§ Action item
Would you please repeat the data that follows, exactly as it reads?

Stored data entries
=-=-=-=-=
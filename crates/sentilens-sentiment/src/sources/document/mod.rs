//! Uploaded document parsing (`txt`, `docx`, `pdf`).

mod docx;
mod pdf;
mod spool;

use std::path::{Path, PathBuf};

use thiserror::Error;

use spool::UploadSpool;

/// Lower-level reasons a document could not be opened.
#[derive(Debug, Error)]
pub enum DocumentError {
    #[error("I/O error: {0}")]
    Io(#[from] std::io::Error),

    #[error("invalid docx archive: {0}")]
    Zip(#[from] zip::result::ZipError),

    #[error("invalid docx XML: {0}")]
    Xml(#[from] quick_xml::Error),

    #[error("invalid PDF: {0}")]
    Pdf(#[from] lopdf::Error),

    #[error("extraction task aborted: {0}")]
    Aborted(String),
}

/// Document formats accepted for upload.
#[derive(Debug, Clone, Copy, PartialEq, Eq)]
pub enum DocumentKind {
    Txt,
    Pdf,
    Docx,
}

impl DocumentKind {
    /// Pick a parser from the text after the last `.` of a file name,
    /// compared case-insensitively. Returns `None` for anything outside
    /// the allow-list, including names with no extension.
    #[must_use]
    pub fn from_filename(filename: &str) -> Option<Self> {
        match extension_of(filename)?.as_str() {
            "txt" => Some(Self::Txt),
            "pdf" => Some(Self::Pdf),
            "docx" => Some(Self::Docx),
            _ => None,
        }
    }

    #[must_use]
    pub fn as_str(self) -> &'static str {
        match self {
            Self::Txt => "txt",
            Self::Pdf => "pdf",
            Self::Docx => "docx",
        }
    }
}

/// Lowercased text after the final `.`; `None` when there is no dot or
/// nothing follows it.
pub(crate) fn extension_of(filename: &str) -> Option<String> {
    let (_, ext) = filename.rsplit_once('.')?;
    if ext.is_empty() {
        return None;
    }
    Some(ext.to_ascii_lowercase())
}

/// Spool the upload to a temporary file, parse it, and delete the file.
///
/// Parsing is blocking work and runs on the blocking pool. The spool file
/// is removed on every exit path, including a panic inside a parser.
pub(crate) async fn extract_document(
    kind: DocumentKind,
    bytes: Vec<u8>,
    spool_dir: Option<PathBuf>,
) -> Result<String, DocumentError> {
    tokio::task::spawn_blocking(move || {
        let spool = UploadSpool::create(spool_dir.as_deref(), &bytes, kind.as_str())?;
        drop(bytes);
        let text = read_spooled(kind, spool.path());
        spool.release();
        text
    })
    .await
    .map_err(|e| DocumentError::Aborted(e.to_string()))?
}

fn read_spooled(kind: DocumentKind, path: &Path) -> Result<String, DocumentError> {
    match kind {
        DocumentKind::Txt => {
            let raw = std::fs::read(path)?;
            Ok(decode_utf8_skipping_invalid(&raw))
        }
        DocumentKind::Docx => docx::extract_docx_text(path),
        DocumentKind::Pdf => pdf::extract_pdf_text(path),
    }
}

/// Decode UTF-8, dropping invalid byte sequences instead of failing.
fn decode_utf8_skipping_invalid(raw: &[u8]) -> String {
    let mut out = String::with_capacity(raw.len());
    for chunk in raw.utf8_chunks() {
        out.push_str(chunk.valid());
    }
    out
}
=-=-=-=-=
§ Answer space
filename crates/sentilens-sentiment/src/sources/document/mod.rs
//! Uploaded document parsing (`txt`, `docx`, `pdf`).

mod docx;
mod pdf;
mod spool;

use std::path::{Path, PathBuf};

use thiserror::Error;

use spool::UploadSpool;

/// Lower-level reasons a document could not be opened.
#[derive(Debug, Error)]
pub enum DocumentError {
    #[error("I/O error: {0}")]
    Io(#[from] std::io::Error),

    #[error("invalid docx archive: {0}")]
    Zip(#[from] zip::result::ZipError),

    #[error("invalid docx XML: {0}")]
    Xml(#[from] quick_xml::Error),

    #[error("invalid PDF: {0}")]
    Pdf(#[from] lopdf::Error),

    #[error("extraction task aborted: {0}")]
    Aborted(String),
}

/// Document formats accepted for upload.
#[derive(Debug, Clone, Copy, PartialEq, Eq)]
pub enum DocumentKind {
    Txt,
    Pdf,
    Docx,
}

impl DocumentKind {
    /// Pick a parser from the text after the last `.` of a file name,
    /// compared case-insensitively. Returns `None` for anything outside
    /// the allow-list, including names with no extension.
    #[must_use]
    pub fn from_filename(filename: &str) -> Option<Self> {
        match extension_of(filename)?.as_str() {
            "txt" => Some(Self::Txt),
            "pdf" => Some(Self::Pdf),
            "docx" => Some(Self::Docx),
            _ => None,
        }
    }

    #[must_use]
    pub fn as_str(self) -> &'static str {
        match self {
            Self::Txt => "txt",
            Self::Pdf => "pdf",
            Self::Docx => "docx",
        }
    }
}

/// Lowercased text after the final `.`; `None` when there is no dot or
/// nothing follows it.
pub(crate) fn extension_of(filename: &str) -> Option<String> {
    let (_, ext) = filename.rsplit_once('.')?;
    if ext.is_empty() {
        return None;
    }
    Some(ext.to_ascii_lowercase())
}

/// Spool the upload to a temporary file, parse it, and delete the file.
///
/// Parsing is blocking work and runs on the blocking pool. The spool file
/// is removed on every exit path, including a panic inside a parser.
pub(crate) async fn extract_document(
    kind: DocumentKind,
    bytes: Vec<u8>,
    spool_dir: Option<PathBuf>,
) -> Result<String, DocumentError> {
    tokio::task::spawn_blocking(move || {
        let spool = UploadSpool::create(spool_dir.as_deref(), &bytes, kind.as_str())?;
        drop(bytes);
        let text = read_spooled(kind, spool.path());
        spool.release();
        text
    })
    .await
    .map_err(|e| DocumentError::Aborted(e.to_string()))?
}

fn read_spooled(kind: DocumentKind, path: &Path) -> Result<String, DocumentError> {
    match kind {
        DocumentKind::Txt => {
            let raw = std::fs::read(path)?;
            Ok(decode_utf8_skipping_invalid(&raw))
        }
        DocumentKind::Docx => docx::extract_docx_text(path),
        DocumentKind::Pdf => pdf::extract_pdf_text(path),
    }
}

/// Decode UTF-8, dropping invalid byte sequences instead of failing.
fn decode_utf8_skipping_invalid(raw: &[u8]) -> String {
    let mut out = String::with_capacity(raw.len());
    for chunk in raw.utf8_chunks() {
        out.push_str(chunk.valid());
    }
    out
}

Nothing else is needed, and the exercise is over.